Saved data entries
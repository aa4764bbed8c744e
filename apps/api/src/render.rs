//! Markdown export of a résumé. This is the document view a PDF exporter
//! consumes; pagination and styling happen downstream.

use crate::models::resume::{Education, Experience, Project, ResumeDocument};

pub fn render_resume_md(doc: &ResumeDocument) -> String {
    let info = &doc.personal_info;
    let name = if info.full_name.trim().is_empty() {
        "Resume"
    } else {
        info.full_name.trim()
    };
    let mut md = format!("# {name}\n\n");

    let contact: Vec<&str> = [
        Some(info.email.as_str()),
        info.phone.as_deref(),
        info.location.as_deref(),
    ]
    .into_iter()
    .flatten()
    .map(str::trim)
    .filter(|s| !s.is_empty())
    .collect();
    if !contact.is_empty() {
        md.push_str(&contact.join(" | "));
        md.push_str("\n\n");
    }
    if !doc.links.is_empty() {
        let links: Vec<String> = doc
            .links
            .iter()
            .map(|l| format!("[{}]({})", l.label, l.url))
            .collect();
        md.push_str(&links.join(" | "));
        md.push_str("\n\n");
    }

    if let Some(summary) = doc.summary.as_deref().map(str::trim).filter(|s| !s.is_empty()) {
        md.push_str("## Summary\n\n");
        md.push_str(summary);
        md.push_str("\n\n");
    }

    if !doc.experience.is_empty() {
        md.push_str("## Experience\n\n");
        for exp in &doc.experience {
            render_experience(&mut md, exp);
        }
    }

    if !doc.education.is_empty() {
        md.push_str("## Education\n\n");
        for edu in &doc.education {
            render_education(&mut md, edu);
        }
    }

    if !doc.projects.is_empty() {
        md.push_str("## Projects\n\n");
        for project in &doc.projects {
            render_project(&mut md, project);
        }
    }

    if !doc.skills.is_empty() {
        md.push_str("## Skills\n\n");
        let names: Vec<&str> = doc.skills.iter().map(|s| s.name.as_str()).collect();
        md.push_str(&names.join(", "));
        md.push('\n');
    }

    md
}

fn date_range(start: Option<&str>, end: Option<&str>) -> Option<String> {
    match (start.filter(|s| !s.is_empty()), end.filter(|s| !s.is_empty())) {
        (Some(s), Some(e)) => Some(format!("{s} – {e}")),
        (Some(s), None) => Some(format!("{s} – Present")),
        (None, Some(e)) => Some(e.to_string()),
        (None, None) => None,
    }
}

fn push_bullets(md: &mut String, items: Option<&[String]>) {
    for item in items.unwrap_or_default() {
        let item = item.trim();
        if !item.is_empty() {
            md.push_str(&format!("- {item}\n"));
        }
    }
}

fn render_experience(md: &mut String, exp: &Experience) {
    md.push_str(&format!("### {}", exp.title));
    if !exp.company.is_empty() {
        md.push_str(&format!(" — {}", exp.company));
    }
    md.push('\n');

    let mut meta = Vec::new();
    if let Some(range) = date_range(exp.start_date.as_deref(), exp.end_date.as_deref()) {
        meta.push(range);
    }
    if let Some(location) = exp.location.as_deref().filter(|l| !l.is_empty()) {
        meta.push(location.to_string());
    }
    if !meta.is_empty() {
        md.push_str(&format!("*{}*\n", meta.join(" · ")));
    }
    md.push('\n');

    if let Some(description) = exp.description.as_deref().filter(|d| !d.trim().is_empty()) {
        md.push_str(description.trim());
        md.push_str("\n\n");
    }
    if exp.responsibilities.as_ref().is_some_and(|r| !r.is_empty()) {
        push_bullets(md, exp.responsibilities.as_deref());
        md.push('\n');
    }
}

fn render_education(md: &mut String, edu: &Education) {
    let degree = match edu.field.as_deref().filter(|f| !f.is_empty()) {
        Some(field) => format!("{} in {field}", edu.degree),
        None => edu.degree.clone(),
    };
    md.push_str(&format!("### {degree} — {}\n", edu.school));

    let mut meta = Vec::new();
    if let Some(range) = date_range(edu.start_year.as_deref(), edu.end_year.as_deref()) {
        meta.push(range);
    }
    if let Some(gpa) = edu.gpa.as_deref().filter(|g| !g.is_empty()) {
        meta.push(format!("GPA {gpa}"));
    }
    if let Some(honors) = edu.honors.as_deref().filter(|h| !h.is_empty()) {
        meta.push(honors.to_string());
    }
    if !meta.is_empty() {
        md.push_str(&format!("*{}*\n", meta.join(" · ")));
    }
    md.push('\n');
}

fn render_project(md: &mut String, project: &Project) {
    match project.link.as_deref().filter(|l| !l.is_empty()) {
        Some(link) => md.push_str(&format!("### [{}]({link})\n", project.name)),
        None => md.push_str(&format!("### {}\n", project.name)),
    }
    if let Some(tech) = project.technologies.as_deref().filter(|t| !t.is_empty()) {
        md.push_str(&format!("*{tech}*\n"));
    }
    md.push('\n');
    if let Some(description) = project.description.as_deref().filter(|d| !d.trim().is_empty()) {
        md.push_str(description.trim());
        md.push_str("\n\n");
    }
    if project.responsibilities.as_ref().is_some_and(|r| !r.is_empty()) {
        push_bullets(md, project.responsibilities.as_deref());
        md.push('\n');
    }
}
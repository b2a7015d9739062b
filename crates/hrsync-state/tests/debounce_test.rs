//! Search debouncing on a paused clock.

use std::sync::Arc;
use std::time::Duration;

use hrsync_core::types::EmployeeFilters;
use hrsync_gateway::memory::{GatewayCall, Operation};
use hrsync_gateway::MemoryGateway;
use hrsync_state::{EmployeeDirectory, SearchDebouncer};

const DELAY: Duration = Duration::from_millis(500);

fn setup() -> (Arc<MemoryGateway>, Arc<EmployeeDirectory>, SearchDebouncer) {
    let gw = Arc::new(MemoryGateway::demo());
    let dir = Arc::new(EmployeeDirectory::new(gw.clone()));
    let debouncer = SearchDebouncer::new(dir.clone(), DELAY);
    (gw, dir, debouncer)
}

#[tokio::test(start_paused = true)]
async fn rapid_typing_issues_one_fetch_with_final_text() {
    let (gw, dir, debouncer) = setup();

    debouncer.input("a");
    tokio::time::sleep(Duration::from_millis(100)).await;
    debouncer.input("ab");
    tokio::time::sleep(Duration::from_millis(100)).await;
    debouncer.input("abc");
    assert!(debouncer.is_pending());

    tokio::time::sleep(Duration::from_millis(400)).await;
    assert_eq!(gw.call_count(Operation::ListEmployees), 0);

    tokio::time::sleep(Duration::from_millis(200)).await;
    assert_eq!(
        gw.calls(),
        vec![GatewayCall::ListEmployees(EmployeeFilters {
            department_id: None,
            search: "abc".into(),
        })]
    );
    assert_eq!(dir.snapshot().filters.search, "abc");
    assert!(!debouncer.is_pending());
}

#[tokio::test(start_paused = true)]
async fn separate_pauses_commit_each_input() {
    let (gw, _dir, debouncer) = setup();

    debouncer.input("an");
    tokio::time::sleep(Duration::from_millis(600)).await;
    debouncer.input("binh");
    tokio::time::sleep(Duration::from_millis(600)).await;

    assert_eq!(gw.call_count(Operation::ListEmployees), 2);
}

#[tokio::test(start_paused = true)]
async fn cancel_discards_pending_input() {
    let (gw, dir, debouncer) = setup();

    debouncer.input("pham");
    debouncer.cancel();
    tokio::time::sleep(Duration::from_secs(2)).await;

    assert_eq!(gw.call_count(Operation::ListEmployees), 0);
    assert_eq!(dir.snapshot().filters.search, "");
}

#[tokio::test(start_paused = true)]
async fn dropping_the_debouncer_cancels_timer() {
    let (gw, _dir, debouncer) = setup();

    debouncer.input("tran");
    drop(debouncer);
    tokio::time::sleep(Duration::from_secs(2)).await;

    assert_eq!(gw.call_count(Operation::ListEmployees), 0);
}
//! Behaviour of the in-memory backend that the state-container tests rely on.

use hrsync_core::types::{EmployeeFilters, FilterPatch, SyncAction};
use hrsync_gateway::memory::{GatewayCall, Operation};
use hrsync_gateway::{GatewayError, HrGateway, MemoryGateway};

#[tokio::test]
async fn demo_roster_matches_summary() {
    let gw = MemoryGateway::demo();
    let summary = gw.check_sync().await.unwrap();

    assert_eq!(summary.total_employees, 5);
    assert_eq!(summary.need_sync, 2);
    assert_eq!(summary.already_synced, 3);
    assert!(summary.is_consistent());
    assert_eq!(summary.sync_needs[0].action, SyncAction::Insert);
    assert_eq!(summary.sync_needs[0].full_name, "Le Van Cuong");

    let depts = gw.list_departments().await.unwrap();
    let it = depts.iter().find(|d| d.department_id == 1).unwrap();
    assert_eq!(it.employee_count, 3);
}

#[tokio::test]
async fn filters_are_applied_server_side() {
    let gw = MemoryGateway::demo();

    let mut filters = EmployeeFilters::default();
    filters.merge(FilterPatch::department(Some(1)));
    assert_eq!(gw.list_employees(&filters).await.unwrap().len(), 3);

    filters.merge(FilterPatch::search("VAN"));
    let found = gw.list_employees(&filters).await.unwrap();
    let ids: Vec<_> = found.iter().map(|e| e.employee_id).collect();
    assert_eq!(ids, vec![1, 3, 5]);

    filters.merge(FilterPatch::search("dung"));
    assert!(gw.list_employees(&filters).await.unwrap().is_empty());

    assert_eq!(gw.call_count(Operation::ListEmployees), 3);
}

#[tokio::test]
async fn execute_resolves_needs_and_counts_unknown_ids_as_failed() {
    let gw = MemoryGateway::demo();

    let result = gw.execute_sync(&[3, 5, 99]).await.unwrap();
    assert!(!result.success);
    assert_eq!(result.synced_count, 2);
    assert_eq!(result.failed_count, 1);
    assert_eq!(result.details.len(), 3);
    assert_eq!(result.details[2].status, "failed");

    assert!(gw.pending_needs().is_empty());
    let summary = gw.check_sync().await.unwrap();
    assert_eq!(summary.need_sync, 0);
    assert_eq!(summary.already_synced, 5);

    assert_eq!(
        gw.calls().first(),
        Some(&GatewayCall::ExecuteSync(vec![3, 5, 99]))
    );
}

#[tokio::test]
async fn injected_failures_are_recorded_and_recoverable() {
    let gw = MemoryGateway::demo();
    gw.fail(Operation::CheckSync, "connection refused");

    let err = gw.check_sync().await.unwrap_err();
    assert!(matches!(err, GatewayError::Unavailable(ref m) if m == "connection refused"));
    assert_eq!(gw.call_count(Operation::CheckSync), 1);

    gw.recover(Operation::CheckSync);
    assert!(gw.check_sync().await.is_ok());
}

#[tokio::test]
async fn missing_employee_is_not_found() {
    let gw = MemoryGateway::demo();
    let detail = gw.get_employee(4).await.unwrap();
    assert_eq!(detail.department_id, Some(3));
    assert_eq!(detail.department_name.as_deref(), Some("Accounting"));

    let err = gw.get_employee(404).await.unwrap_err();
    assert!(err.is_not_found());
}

Goal of the exercise: Using the entries above, output exactly the lines between the line holding "async fn demo_roster_matches_summary()" and the line holding "assert!(!result.success);", end lines included, and nothing more.

Response to this task:
async fn demo_roster_matches_summary() {
    let gw = MemoryGateway::demo();
    let summary = gw.check_sync().await.unwrap();

    assert_eq!(summary.total_employees, 5);
    assert_eq!(summary.need_sync, 2);
    assert_eq!(summary.already_synced, 3);
    assert!(summary.is_consistent());
    assert_eq!(summary.sync_needs[0].action, SyncAction::Insert);
    assert_eq!(summary.sync_needs[0].full_name, "Le Van Cuong");

    let depts = gw.list_departments().await.unwrap();
    let it = depts.iter().find(|d| d.department_id == 1).unwrap();
    assert_eq!(it.employee_count, 3);
}

#[tokio::test]
async fn filters_are_applied_server_side() {
    let gw = MemoryGateway::demo();

    let mut filters = EmployeeFilters::default();
    filters.merge(FilterPatch::department(Some(1)));
    assert_eq!(gw.list_employees(&filters).await.unwrap().len(), 3);

    filters.merge(FilterPatch::search("VAN"));
    let found = gw.list_employees(&filters).await.unwrap();
    let ids: Vec<_> = found.iter().map(|e| e.employee_id).collect();
    assert_eq!(ids, vec![1, 3, 5]);

    filters.merge(FilterPatch::search("dung"));
    assert!(gw.list_employees(&filters).await.unwrap().is_empty());

    assert_eq!(gw.call_count(Operation::ListEmployees), 3);
}

#[tokio::test]
async fn execute_resolves_needs_and_counts_unknown_ids_as_failed() {
    let gw = MemoryGateway::demo();

    let result = gw.execute_sync(&[3, 5, 99]).await.unwrap();
    assert!(!result.success);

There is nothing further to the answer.